Published August 18, 2007
TEHRAN, Iran – Iran's elite Revolutionary Guards said they would not bow to pressure and threatened to "punch" the U.S., in their first response to Washington's plan to list them as a terrorist organization, newspapers reported Saturday.
Local press in the Iranian capital of Tehran quoted Revolutionary Guards leader Gen. Yahya Rahim Safavi saying that he could understand Washington's ire toward the group because of their "leverage" against the U.S.
"America will receive a heavier punch from the guards in the future," he was quoted as saying in the conservative daily Kayhan. "We will never remain silent in the face of U.S. pressure and we will use our leverage against them."
There was no elaboration on what Safavi meant by the punch or the organization's "leverage."
Washington has accused the Guards of supporting militias and insurgent groups attacking U.S. forces in Iraq—charges Iran denies.

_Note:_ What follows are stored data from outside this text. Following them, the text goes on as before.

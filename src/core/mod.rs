//! # Core Module
//!
//! - [`context`] - 협력자 그래프를 조립하는 [`AppContext`]

pub mod context;

pub use context::*;
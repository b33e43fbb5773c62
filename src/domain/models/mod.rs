//! # Domain Models Module
//!
//! 엔티티가 아닌 도메인 모델들을 정의합니다.
//!
//! - [`oauth`] - 프로바이더 API 응답 매핑과 검증된 외부 신원
//! - [`session`] - 세션 토큰 클레임과 remember-me 항목

pub mod oauth;
pub mod session;
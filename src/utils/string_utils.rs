//! # 문자열 유틸리티
//!
//! 프로바이더가 넘겨준 프로필 값을 정리하는 공통 함수들입니다.

pub fn clean_optional_string(value: Option<String>) -> Option<String> {
    value.and_then(|s| {
        let trimmed = s.trim();
        if trimmed.is_empty() {
            None
        } else {
            Some(trimmed.to_string())
        }
    })
}

/// 이메일을 비교 가능한 형태로 정규화합니다 (공백 제거 + 소문자).
///
/// 이메일은 계정 연동의 보조 키이므로 저장과 조회 모두 이 함수를 거쳐야 합니다.
pub fn normalize_email(email: &str) -> String {
    email.trim().to_lowercase()
}

/// 이메일의 로컬 파트(`@` 앞부분)를 반환합니다.
pub fn email_local_part(email: &str) -> &str {
    email.split('@').next().unwrap_or(email)
}
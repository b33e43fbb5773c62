//! # Data Transfer Objects
//!
//! HTTP 경계에서 주고받는 요청/응답 구조체입니다.

pub mod oauth;

pub use oauth::*;
//! 세션 모델

pub mod session_token;

pub use session_token::*;
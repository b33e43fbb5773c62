//! HTTP 요청 핸들러
//!
//! 핸들러는 `web::Data<AppContext>`로 서비스를 받고, 도메인 결과를 HTTP 응답으로만 바꿉니다.
//! 에러는 `AppError`로 반환하면 `ResponseError` 구현이 JSON 응답을 만듭니다.

pub mod oauth;
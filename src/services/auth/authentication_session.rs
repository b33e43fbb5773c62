//! # 인증 세션 수립
//!
//! 리졸버가 돌려준 사용자로 세션을 만듭니다. 사용자가 없으면 세션은 만들어지지 않습니다.
//!
//! - 세션 토큰: HS256 JWT, `sub`는 사용자 식별자(이메일)
//! - remember-me: 임의 토큰을 발급하고 저장소에는 SHA-256 다이제스트만 보관
//! - 마지막 로그인 시각은 여기서 갱신하며, 갱신 실패는 로그인 실패로 보지 않음

use std::sync::Arc;
use chrono::{DateTime, Duration, Utc};
use jsonwebtoken::{decode, encode, DecodingKey, EncodingKey, Header, Validation};
use sha2::{Digest, Sha256};
use uuid::Uuid;
use crate::{
    config::SessionSettings,
    domain::{
        entities::users::User,
        models::session::{AuthSession, RememberMeEntry, RememberMeToken, SessionClaims},
    },
    errors::errors::AppError,
    repositories::{sessions::RememberMeStore, users::UserStore},
};

pub struct AuthenticationSession {
    settings: SessionSettings,
    users: Arc<dyn UserStore>,
    remember_me: Option<Arc<dyn RememberMeStore>>,
}

impl AuthenticationSession {
    pub fn new(
        settings: SessionSettings,
        users: Arc<dyn UserStore>,
        remember_me: Option<Arc<dyn RememberMeStore>>,
    ) -> Self {
        Self { settings, users, remember_me }
    }

    /// remember-me 토큰 발급 여부
    pub fn supports_remember_me(&self) -> bool {
        self.settings.remember_me_enabled && self.remember_me.is_some()
    }

    /// 세션 토큰 수명 (초)
    pub fn expires_in(&self) -> i64 {
        Duration::hours(self.settings.expiration_hours).num_seconds()
    }

    /// 사용자에 대한 세션을 수립합니다.
    ///
    /// # Errors
    ///
    /// * `AppError::AuthenticationError` - 사용자가 없음
    /// * `AppError::InternalError` - 토큰 서명 실패
    pub async fn establish(&self, user: Option<&User>) -> Result<AuthSession, AppError> {
        let user = user.ok_or_else(|| AppError::AuthenticationError("User not found!".to_string()))?;
        let now = Utc::now();

        let session_token = self.issue_token(user, now)?;

        if let Err(e) = self.users.touch_last_login(&user.id, now).await {
            log::warn!("마지막 로그인 시각 갱신 실패 ({}): {}", user.email, e);
        }

        let remember_me = if self.supports_remember_me() {
            self.issue_remember_me(user, now).await
        } else {
            None
        };

        log::info!("세션 수립: {} ({})", user.user_identifier(), user.provider);

        Ok(AuthSession {
            user_identifier: user.user_identifier().to_string(),
            user_id: user.id.clone(),
            provider: user.provider,
            session_token,
            expires_in: self.expires_in(),
            remember_me,
        })
    }

    /// 세션 토큰을 검증하고 클레임을 반환합니다.
    pub fn verify(&self, token: &str) -> Result<SessionClaims, AppError> {
        let decoding_key = DecodingKey::from_secret(self.settings.secret.as_ref());

        decode::<SessionClaims>(token, &decoding_key, &Validation::default())
            .map(|data| data.claims)
            .map_err(|e| AppError::AuthenticationError(format!("유효하지 않은 세션 토큰: {}", e)))
    }

    /// remember-me 토큰으로 저장된 항목을 찾습니다. 만료/미존재 시 `None`.
    pub async fn recall(&self, token: &str) -> Result<Option<RememberMeEntry>, AppError> {
        match &self.remember_me {
            Some(store) => Ok(store.load(&token_digest(token)).await?),
            None => Ok(None),
        }
    }

    pub async fn forget(&self, token: &str) -> Result<(), AppError> {
        if let Some(store) = &self.remember_me {
            store.revoke(&token_digest(token)).await?;
        }
        Ok(())
    }

    fn issue_token(&self, user: &User, now: DateTime<Utc>) -> Result<String, AppError> {
        let claims = SessionClaims {
            sub: user.user_identifier().to_string(),
            uid: user.id.clone(),
            provider: user.provider,
            roles: user.role_names(),
            iat: now.timestamp(),
            exp: (now + Duration::hours(self.settings.expiration_hours)).timestamp(),
        };

        let encoding_key = EncodingKey::from_secret(self.settings.secret.as_ref());

        encode(&Header::default(), &claims, &encoding_key)
            .map_err(|e| AppError::InternalError(format!("세션 토큰 생성 실패: {}", e)))
    }

    /// 저장에 실패하면 remember-me 없이 세션만 수립됩니다.
    async fn issue_remember_me(&self, user: &User, now: DateTime<Utc>) -> Option<RememberMeToken> {
        let store = self.remember_me.as_ref()?;
        let lifetime = Duration::days(self.settings.remember_me_days);
        let token = Uuid::new_v4().simple().to_string();

        let entry = RememberMeEntry {
            user_identifier: user.user_identifier().to_string(),
            user_id: user.id.clone(),
            issued_at: now,
            expires_at: now + lifetime,
        };

        let ttl_seconds = lifetime.num_seconds().max(1) as u64;
        match store.save(&token_digest(&token), &entry, ttl_seconds).await {
            Ok(()) => Some(RememberMeToken { token, expires_at: entry.expires_at }),
            Err(e) => {
                log::warn!("remember-me 토큰 저장 실패 ({}): {}", user.email, e);
                None
            }
        }
    }
}

fn token_digest(token: &str) -> String {
    format!("{:x}", Sha256::digest(token.as_bytes()))
}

The fact that the remarks, made on Thursday in the central Iranian city of Isfahan, appeared in local newspapers rather than the official state news outlets suggest the comments are for domestic consumption.
Meanwhile, other Iranian officials continued to speak out against Washington's move to register the group as a terrorist organization, with a government spokesman calling the claims "baseless," on the Web site of the state broadcasting company.
"The claims of the U.S. are baseless and have no takers around the world," he said Saturday, noting that "the U.S. has endangered the world many times under the excuse of fighting against terrorism."
On Tuesday, an unnamed official in the Bush administration said the U.S. planned to list the Guards as terrorist group in order to squeeze Iran.
The move was seen as an effort to pressure businesses the corps is thought to control, from construction to oil sectors. It would be the first time the U.S. would put a foreign government's military agency on the list, which includes the Al Qaeda network and the militant groups Hamas and Hezbollah.
Iranian armed forces spokesman Gen. Ali Reza Afshar hit out precisely against this attempt to declare a state body terrorist in an editorial Saturday in the country's largest circulation newspaper, calling it illegal.
"America's long time hostility against the Guard is clear and understandable, but this move against organization that is part of Iran's armed forces is illegal," he wrote in the daily Hamshahri.
The estimated 200,000-strong Revolutionary Guards is an elite force separate from Iran's regular military and has its own ground, naval and air units.